DESCRIPTION OF THE TASK >> Every line of the records below that has the word "false" should be copied.

EXTRACTED INFORMATION >>
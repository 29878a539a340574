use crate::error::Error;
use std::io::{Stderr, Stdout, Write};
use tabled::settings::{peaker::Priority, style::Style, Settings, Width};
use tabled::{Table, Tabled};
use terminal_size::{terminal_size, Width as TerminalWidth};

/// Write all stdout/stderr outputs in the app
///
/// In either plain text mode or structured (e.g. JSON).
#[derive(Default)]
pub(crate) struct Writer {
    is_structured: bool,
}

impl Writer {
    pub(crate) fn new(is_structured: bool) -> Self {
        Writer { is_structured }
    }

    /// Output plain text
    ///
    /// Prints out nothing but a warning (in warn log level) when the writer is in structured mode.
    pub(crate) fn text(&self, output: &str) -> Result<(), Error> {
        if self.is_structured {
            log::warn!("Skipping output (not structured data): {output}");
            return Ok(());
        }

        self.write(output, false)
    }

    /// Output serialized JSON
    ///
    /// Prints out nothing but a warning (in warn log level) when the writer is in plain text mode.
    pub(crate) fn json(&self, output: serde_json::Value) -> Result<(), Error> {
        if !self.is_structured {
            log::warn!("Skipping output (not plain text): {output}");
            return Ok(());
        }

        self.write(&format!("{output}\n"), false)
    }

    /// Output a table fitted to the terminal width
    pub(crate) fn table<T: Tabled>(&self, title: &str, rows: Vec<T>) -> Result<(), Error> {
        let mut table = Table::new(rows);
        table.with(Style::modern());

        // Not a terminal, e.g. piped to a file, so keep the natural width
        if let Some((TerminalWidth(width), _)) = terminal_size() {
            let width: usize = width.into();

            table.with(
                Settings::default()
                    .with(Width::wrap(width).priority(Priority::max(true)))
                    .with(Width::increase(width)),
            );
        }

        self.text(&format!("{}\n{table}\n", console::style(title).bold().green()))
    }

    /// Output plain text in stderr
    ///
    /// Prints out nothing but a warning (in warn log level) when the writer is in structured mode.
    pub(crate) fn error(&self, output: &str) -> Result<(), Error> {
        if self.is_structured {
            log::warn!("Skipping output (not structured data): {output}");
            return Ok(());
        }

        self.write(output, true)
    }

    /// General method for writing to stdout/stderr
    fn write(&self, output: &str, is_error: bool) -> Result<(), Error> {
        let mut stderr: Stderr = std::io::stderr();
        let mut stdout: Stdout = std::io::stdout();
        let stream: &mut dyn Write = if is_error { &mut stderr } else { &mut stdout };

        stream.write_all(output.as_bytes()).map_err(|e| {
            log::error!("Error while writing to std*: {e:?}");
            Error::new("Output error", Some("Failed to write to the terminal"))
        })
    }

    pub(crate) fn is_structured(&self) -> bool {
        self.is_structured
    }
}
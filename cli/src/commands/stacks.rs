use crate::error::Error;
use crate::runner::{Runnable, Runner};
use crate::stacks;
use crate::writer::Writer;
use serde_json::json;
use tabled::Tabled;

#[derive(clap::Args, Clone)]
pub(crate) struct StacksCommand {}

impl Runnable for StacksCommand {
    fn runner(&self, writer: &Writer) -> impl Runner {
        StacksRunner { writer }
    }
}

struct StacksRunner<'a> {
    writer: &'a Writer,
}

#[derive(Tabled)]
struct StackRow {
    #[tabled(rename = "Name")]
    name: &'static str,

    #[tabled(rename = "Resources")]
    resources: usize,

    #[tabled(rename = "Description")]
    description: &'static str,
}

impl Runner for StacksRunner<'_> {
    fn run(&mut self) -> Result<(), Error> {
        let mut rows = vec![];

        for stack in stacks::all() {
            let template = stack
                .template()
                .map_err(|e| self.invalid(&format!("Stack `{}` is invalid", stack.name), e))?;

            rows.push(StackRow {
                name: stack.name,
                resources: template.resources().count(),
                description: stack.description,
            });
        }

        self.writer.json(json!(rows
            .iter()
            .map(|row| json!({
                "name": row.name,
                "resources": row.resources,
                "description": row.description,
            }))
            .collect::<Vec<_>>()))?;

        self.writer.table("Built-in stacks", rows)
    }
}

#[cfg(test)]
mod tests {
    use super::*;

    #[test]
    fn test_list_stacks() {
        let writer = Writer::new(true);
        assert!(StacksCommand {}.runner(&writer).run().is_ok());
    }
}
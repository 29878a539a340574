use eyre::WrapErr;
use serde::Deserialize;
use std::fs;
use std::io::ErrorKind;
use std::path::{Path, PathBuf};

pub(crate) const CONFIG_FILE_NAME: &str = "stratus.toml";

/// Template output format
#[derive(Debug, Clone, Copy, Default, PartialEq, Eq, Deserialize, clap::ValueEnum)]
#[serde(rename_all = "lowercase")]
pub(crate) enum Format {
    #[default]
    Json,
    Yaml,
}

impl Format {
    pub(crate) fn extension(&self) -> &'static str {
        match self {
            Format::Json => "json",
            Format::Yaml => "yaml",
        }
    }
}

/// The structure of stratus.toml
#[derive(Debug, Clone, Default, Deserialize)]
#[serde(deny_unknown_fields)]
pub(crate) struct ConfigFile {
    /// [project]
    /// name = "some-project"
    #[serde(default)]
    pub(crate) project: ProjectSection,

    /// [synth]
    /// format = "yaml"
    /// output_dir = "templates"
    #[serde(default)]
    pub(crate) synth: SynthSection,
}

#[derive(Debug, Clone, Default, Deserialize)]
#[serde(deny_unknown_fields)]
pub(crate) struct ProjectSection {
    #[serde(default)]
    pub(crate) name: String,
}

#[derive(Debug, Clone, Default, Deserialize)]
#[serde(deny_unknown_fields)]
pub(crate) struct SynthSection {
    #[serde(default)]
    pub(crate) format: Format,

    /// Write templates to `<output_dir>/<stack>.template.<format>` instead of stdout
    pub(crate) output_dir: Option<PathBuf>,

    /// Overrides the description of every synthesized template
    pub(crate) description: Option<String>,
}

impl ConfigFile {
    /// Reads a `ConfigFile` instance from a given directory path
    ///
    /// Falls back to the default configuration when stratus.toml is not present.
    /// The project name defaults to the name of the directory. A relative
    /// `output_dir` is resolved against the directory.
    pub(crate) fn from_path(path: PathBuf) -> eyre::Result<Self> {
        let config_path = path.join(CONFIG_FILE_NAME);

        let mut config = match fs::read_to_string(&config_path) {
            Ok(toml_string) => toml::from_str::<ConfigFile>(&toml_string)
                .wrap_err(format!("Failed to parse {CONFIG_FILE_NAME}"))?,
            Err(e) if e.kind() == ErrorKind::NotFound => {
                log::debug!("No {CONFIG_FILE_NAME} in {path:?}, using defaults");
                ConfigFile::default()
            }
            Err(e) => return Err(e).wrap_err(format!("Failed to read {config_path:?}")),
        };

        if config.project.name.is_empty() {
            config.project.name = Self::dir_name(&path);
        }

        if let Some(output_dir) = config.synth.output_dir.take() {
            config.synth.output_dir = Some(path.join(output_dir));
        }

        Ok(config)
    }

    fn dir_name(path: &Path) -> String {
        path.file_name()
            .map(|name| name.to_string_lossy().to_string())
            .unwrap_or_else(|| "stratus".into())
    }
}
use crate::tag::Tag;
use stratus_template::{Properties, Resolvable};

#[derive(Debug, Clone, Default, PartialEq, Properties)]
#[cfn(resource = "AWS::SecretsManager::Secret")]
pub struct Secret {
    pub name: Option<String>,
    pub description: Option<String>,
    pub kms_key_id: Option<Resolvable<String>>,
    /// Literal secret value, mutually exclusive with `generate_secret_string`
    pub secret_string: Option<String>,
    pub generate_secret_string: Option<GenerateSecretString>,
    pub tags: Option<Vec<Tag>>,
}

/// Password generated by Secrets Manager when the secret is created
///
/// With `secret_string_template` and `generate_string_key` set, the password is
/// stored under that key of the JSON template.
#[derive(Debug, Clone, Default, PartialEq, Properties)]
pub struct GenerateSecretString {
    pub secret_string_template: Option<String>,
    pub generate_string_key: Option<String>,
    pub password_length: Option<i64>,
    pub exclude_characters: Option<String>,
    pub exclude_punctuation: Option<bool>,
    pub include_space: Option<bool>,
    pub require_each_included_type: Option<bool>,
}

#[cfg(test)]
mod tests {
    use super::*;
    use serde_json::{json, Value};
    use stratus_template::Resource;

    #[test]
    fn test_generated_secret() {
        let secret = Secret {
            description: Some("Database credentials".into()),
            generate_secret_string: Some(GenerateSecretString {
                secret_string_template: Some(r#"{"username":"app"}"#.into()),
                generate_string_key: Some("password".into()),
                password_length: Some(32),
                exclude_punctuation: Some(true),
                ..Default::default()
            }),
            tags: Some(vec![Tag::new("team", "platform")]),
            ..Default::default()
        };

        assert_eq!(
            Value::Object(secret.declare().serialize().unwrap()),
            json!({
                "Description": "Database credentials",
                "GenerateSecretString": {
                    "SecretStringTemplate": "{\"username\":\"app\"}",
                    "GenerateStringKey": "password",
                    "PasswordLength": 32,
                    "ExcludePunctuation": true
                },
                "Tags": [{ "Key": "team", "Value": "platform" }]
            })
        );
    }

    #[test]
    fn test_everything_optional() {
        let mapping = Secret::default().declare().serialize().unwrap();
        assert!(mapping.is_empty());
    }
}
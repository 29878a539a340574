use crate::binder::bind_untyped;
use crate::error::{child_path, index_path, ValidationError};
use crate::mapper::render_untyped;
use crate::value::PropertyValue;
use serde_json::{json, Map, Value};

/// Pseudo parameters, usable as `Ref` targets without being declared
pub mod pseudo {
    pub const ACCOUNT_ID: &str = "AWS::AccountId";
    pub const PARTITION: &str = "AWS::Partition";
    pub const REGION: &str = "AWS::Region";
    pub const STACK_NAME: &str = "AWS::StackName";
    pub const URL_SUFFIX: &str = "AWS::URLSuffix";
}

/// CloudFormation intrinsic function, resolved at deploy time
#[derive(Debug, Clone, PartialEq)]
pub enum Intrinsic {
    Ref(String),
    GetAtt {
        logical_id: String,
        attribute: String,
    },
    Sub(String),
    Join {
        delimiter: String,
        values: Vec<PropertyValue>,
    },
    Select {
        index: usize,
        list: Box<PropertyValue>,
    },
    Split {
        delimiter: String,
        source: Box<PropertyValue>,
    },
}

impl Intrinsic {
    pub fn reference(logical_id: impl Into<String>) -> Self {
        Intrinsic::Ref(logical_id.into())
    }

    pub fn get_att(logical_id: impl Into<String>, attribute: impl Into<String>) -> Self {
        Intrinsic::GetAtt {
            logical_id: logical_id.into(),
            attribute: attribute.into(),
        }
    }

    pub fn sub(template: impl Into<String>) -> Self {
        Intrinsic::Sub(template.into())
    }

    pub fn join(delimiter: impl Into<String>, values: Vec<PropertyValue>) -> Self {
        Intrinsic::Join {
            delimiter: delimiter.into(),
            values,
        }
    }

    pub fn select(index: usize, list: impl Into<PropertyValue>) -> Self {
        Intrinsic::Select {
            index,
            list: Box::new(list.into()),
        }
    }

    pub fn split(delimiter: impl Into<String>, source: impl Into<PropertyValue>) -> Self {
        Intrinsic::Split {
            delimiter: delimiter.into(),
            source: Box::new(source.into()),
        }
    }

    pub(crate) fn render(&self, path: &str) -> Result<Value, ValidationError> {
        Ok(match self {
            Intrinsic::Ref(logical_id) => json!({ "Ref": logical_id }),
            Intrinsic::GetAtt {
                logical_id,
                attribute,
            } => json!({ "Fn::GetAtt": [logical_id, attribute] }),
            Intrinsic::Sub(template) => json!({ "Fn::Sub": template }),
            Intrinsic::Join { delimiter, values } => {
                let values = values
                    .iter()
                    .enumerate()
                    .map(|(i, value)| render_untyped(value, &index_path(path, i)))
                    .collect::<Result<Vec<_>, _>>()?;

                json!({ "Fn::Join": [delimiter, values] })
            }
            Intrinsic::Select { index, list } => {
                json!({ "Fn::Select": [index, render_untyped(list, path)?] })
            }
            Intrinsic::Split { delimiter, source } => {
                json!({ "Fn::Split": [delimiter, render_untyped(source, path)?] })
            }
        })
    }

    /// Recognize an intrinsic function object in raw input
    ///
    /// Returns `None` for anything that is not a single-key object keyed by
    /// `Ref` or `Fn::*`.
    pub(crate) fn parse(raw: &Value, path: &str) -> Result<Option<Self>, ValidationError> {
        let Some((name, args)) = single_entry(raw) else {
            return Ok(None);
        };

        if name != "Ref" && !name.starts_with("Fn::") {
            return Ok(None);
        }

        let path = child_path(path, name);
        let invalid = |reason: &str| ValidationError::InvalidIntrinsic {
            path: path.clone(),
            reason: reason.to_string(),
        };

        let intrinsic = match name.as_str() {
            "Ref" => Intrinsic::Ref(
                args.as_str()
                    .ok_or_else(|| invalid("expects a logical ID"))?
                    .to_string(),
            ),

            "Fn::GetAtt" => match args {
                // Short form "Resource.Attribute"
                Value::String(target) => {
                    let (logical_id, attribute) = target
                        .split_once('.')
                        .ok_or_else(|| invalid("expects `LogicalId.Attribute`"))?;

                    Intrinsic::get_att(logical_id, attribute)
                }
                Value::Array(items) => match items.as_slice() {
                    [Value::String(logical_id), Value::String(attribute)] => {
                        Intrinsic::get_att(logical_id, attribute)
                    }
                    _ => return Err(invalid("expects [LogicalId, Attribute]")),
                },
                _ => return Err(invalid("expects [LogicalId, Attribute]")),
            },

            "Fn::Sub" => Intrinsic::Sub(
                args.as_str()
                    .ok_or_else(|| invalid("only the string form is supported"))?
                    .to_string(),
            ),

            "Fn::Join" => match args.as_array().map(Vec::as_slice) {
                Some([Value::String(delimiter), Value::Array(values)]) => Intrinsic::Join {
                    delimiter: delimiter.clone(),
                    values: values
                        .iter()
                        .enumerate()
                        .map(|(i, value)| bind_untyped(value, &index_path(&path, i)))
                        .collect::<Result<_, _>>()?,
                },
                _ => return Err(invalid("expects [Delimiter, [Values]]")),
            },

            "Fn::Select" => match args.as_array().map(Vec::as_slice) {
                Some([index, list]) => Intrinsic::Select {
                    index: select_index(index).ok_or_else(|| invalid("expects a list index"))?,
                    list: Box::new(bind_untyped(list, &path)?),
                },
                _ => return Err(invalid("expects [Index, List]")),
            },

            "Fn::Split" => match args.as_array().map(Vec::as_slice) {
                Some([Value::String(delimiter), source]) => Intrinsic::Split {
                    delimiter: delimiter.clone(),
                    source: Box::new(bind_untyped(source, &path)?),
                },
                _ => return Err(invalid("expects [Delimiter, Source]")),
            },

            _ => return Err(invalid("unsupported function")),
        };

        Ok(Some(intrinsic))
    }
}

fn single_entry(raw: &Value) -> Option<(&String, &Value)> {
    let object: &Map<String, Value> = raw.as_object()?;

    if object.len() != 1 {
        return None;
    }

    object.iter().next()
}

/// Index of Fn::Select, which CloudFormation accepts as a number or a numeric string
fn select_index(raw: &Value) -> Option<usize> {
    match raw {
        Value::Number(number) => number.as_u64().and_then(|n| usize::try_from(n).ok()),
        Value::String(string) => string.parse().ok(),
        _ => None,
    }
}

EXERCISE SOLUTION >>
        self.write(output, false)
        self.write(&format!("{output}\n"), false)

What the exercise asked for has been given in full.